Here’s a post I made exactly on this subject over a year ago.
I don’t think it’s undue praise at all. Perhaps statistically Koufax does not compare favorably with certain other pitchers. I’d agree that he (re: his career numbers) certainly does not compare favorably with other HOF pitchers, but “undue praise”?
Two things: First of all, people that mention him in the same breath as Lefty Grove and Walter Johnson when talking about the greatest pitchers of all time are giving him undue praise. Second, when the discussion comes up about great peaks, I always bring Pedro Martinez up, simply because he has probably the highest peak of all time of any pitcher. Nine times out of ten someone will argue the case of Sandy Koufax. I’d say both of these common situations qualify as undue praise because it’s really not even a question in either case.
Sandy’s numbers are inflated for a few reasons. First, Dodger Stadium, a great pitchers’ park, opened in 1962. At the same time, the strike zone was widened (edit: by “widened” I actually mean stretched up to the shoulders, I believe) and the groundscrew at the stadium would raise the mound for he and Drysdale, as the rule enforcing the height of the mound was not very well enforced until after the ‘68 season when Gibson and McLain each won the Cy and MVP awards for the AL and NL, respectively. That, along with the strike zone being contracted back to where it was before, ended the 2nd great pitchers’ era… 2 years after Sanford retired.
This raising of the mound is especially notable, since Sandy’s ERA was over a run higher on the road than in LA.
I think you need to listen more to what players say who played against him. Listen to the announcers who watched his entire career. Listen to the fans who saw him play.
Every time you hear a player, fan, or announcer talk about the good ole’ days, take it with a grain of salt. I’m sure Sandy was one of the most feared players of his time to go against. I know people that watch just about every Red Sox game, but really don’t know what they’re talking about when it comes to baseball. Nothing wrong with that, but personal observations don’t always hold up against the numbers, especialy when a guy pitched in an era favorable to his kind, in a stadium basically groomed for he and Mr. Drysdale, and who has a story of “going out on top” which the media ate up and regurgitated into what is today The Legend of Sandy Koufax.

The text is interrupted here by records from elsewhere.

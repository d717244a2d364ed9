//! Dynamically-loaded bindings to the LZO compression family.
//!
//! liblzo2 is mapped at runtime (never linked) and its 43 compressor and
//! 28 decompressor entry points are resolved by name from two frozen
//! selector tables. Codec streams drive those entry points over
//! caller-owned buffers; the [`lzop`] module wraps them in the lzop file
//! format.
//!
//! The shared object is found via the `LZO_LIBRARY` environment variable
//! or the platform's usual sonames, loaded once per process, and checked
//! for ABI compatibility through `__lzo_init_v2` before any codec call.

pub mod buffer;
pub mod compress;
pub mod decompress;
pub mod error;
pub mod ffi;
pub mod library;
pub mod lzop;
pub mod registry;

pub use buffer::DirectBuffer;
pub use compress::LzoCompressor;
pub use decompress::LzoDecompressor;
pub use error::LzoError;
pub use library::LzoLibrary;
pub use lzop::{LzopReader, LzopStrategy, LzopWriter};
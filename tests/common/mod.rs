// Shared helpers for integration tests: a fake upstream token service.

#![allow(dead_code)]

use axum::{
    extract::State,
    http::{HeaderMap, StatusCode},
    routing::post,
    Router,
};
use heygen_stt::{AppState, BrokerConfig, TokenBroker};
use std::sync::atomic::{AtomicUsize, Ordering};
use std::sync::{Arc, Mutex};

/// Canned response of the fake `streaming.create_token` endpoint
#[derive(Clone)]
pub struct FakeUpstream {
    status: StatusCode,
    body: String,
    calls: Arc<AtomicUsize>,
    headers: Arc<Mutex<Option<HeaderMap>>>,
}

impl FakeUpstream {
    pub fn new(status: StatusCode, body: &str) -> Self {
        Self {
            status,
            body: body.to_string(),
            calls: Arc::new(AtomicUsize::new(0)),
            headers: Arc::new(Mutex::new(None)),
        }
    }

    pub fn calls(&self) -> usize {
        self.calls.load(Ordering::SeqCst)
    }

    /// Headers of the most recent request
    pub fn last_headers(&self) -> Option<HeaderMap> {
        self.headers.lock().unwrap().clone()
    }

    /// Serve on an ephemeral port; returns the base URL
    pub async fn spawn(&self) -> String {
        let app = Router::new()
            .route("/v1/streaming.create_token", post(create_token))
            .with_state(self.clone());

        serve(app).await
    }
}

async fn create_token(State(upstream): State<FakeUpstream>, headers: HeaderMap) -> (StatusCode, String) {
    upstream.calls.fetch_add(1, Ordering::SeqCst);
    *upstream.headers.lock().unwrap() = Some(headers);
    (upstream.status, upstream.body.clone())
}

/// Serve `app` on 127.0.0.1 with an ephemeral port; returns `http://addr`
pub async fn serve(app: Router) -> String {
    let listener = tokio::net::TcpListener::bind("127.0.0.1:0").await.unwrap();
    let addr = listener.local_addr().unwrap();

    tokio::spawn(async move {
        axum::serve(listener, app).await.unwrap();
    });

    format!("http://{}", addr)
}

/// Base URL nothing is listening on
pub async fn dead_url() -> String {
    let listener = tokio::net::TcpListener::bind("127.0.0.1:0").await.unwrap();
    let addr = listener.local_addr().unwrap();
    drop(listener);
    format!("http://{}", addr)
}

pub fn broker(api_key: Option<&str>, base_url: &str) -> TokenBroker {
    TokenBroker::new(BrokerConfig::new(api_key, base_url).unwrap())
}

/// Run the broker's own HTTP API; returns its base URL
pub async fn spawn_broker(api_key: Option<&str>, upstream_url: &str) -> String {
    let state = AppState::new(broker(api_key, upstream_url));
    serve(heygen_stt::create_router(state)).await
}
//! Token broker
//!
//! Exchanges the server-held API key for a short-lived streaming session
//! token. The key only ever leaves the process as the `x-api-key` header of
//! the upstream `streaming.create_token` call.

pub mod client;
pub mod error;
pub mod messages;

pub use client::TokenBroker;
pub use error::BrokerError;
pub use messages::{CreateTokenResponse, TokenData};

He was phenomenal and like all phenomenons he didn’t last as long as we’d have liked. It doesn’t mean what people say about him is untrue, or undue. In fact, I’d say it’s hard to overstate just how good he was.
He was a great pitcher. There’s no question about that. However, while it may be hard to overstate how good he really was, people have found ways to do it for the last 39 years pretty well.